As @Krzysztof pointed out Chrome has implemented a new spec for timezone offset calculation following the merge of Make LocalTZA take 't' and 'isUTC' and drop DSTA(t) to Ecma 262. So now the time-zone conversion does not work by just backward interval of seconds, it is calculated as what local time was being observed in a specific region.

Explanation:

I am from a wonderful little country called Bangladesh of South-Asia which follows BST(Bangladesh Standard Time +0600 GMT), which was not always exactly 6 hours ahead of GMT. As JavaScript date takes in local time when I print the start time of this year in GMT I get:

new Date(2018, 0, 1).toUTCString()
// "Sun, 31 Dec 2017 18:00:00 GMT"

In 2009 one hour day-light saving was observed in Bangladesh from 19 June to 31 December.
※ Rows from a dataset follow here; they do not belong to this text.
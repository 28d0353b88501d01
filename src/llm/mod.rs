//! Model Provider Module
//!
//! Provides a unified interface for vision-language model backends behind
//! the [`ModelProvider`] trait: one operation turning a structured
//! conversation (system instruction plus a user turn interleaving text
//! segments and image references) into one generated completion.
//!
//! ## Backends
//!
//! - **QwenVlProvider** (feature `llm`): Qwen2.5-VL via mistral.rs, loaded
//!   from the Hugging Face hub. GPU when CUDA is available, CPU otherwise.
//! - **TemplateProvider** (always compiled): deterministic markdown template,
//!   used when the `llm` feature is disabled and by the test suite.
//!
//! The provider is constructed once at process start and passed by reference
//! into every report-generation call; there is no global lookup.

use anyhow::Result;
use async_trait::async_trait;
use std::path::PathBuf;
use std::sync::Arc;
use thiserror::Error;

use crate::config::ModelConfig;

#[cfg(feature = "llm")]
mod qwen_vl;
#[cfg(feature = "llm")]
pub use qwen_vl::QwenVlProvider;
#[cfg(feature = "llm")]
pub use qwen_vl::is_cuda_available;

mod template;
pub use template::TemplateProvider;

/// Model provider errors
#[derive(Debug, Error)]
pub enum ProviderError {
    /// The backend returned no completion text
    #[error("model returned an empty completion")]
    EmptyCompletion,

    /// An attached image could not be read or decoded
    #[cfg(feature = "llm")]
    #[error("failed to load image {path}: {source}")]
    ImageLoad {
        path: PathBuf,
        #[source]
        source: image::ImageError,
    },
}

/// One item of the user turn, in presentation order.
#[derive(Debug, Clone, PartialEq, Eq)]
pub enum ContentItem {
    /// A descriptive text segment
    Text(String),
    /// A reference to an image on disk
    Image(PathBuf),
}

/// A structured conversation: fixed system instruction plus an ordered
/// user turn of text segments and image references.
#[derive(Debug, Clone, PartialEq, Eq)]
pub struct Conversation {
    pub system: String,
    pub user_content: Vec<ContentItem>,
}

impl Conversation {
    /// All user text segments, in order.
    pub fn text_items(&self) -> impl Iterator<Item = &str> {
        self.user_content.iter().filter_map(|item| match item {
            ContentItem::Text(text) => Some(text.as_str()),
            ContentItem::Image(_) => None,
        })
    }

    /// All image references, in order.
    pub fn image_paths(&self) -> impl Iterator<Item = &PathBuf> {
        self.user_content.iter().filter_map(|item| match item {
            ContentItem::Image(path) => Some(path),
            ContentItem::Text(_) => None,
        })
    }
}

/// Unified trait for vision-language model backends
#[async_trait]
pub trait ModelProvider: Send + Sync {
    /// Generate one completion for the given conversation.
    ///
    /// Returns only newly generated text — the echoed prompt is excluded.
    async fn generate(&self, conversation: &Conversation) -> Result<String>;

    /// Get the provider name for logging
    fn provider_name(&self) -> &'static str;

    /// Check if this provider uses GPU
    fn uses_gpu(&self) -> bool;
}

/// Factory for creating the model provider
pub struct ProviderFactory;

impl ProviderFactory {
    /// Create the vision-language provider from configuration.
    ///
    /// # Errors
    ///
    /// Returns an error if the model cannot be loaded.
    #[cfg(feature = "llm")]
    pub async fn create(config: &ModelConfig) -> Result<Arc<dyn ModelProvider>> {
        tracing::info!(
            model_id = %config.model_id,
            "Attempting to load mistral.rs vision backend"
        );

        let provider = QwenVlProvider::load(config).await?;
        let provider = Arc::new(provider);

        tracing::info!(
            provider = provider.provider_name(),
            uses_gpu = provider.uses_gpu(),
            "Vision backend loaded successfully"
        );

        Ok(provider)
    }

    /// Create the template provider (when the `llm` feature is disabled).
    #[cfg(not(feature = "llm"))]
    pub async fn create(config: &ModelConfig) -> Result<Arc<dyn ModelProvider>> {
        tracing::info!(
            model_id = %config.model_id,
            "llm feature disabled — using deterministic template provider"
        );
        Ok(Arc::new(TemplateProvider::new()))
    }
}

#[cfg(test)]
mod tests {
    use super::*;

    #[test]
    fn test_conversation_item_accessors() {
        let conversation = Conversation {
            system: "inspect".to_string(),
            user_content: vec![
                ContentItem::Text("Below are 1 RGB images for Turbine-2_A:".to_string()),
                ContentItem::Image(PathBuf::from("/data/Turbine-2_A_01.jpg")),
                ContentItem::Text("Below are 1 thermal images for Turbine-2_A:".to_string()),
                ContentItem::Image(PathBuf::from("/data/Turbine-2_A_thermal_01.jpg")),
            ],
        };

        assert_eq!(conversation.text_items().count(), 2);
        let images: Vec<_> = conversation.image_paths().collect();
        assert_eq!(images.len(), 2);
        assert_eq!(images[0], &PathBuf::from("/data/Turbine-2_A_01.jpg"));
    }
}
So if I print the first day of December 2009 I get:

new Date(2009, 11, 1).toUTCString()
// "Mon, 30 Nov 2009 17:00:00 GMT"

You can see the day-light saving is now reflected in the date now, which is not visible in my nodeJS console. There was also changes in local time in 1941-1942 as shown below and can be seen on timeanddate.com:

enter image description here

All of the changes are reflected in Chrome now:

new Date(1941, 6, 1).toUTCString()
// "Mon, 30 Jun 1941 18:06:40 GMT"

new Date(1941, 11, 1).toUTCString()
// "Sun, 30 Nov 1941 17:30:00 GMT"

new Date(1942, 7, 1).toUTCString()
// "Fri, 31 Jul 1942 18:30:00 GMT"

new Date(1942, 11, 1).toUTCString()
// "Mon, 30 Nov 1942 17:30:00 GMT"

So now if I pick any date before 1941 keeping in mind my local time is 6 hours ahead I see an offset of 6 minutes 40 seconds. It will vary depending on the time-zone for the back dates due to the recent update of Chrome, or specifically saying the update of ECMAScript(JavaScript).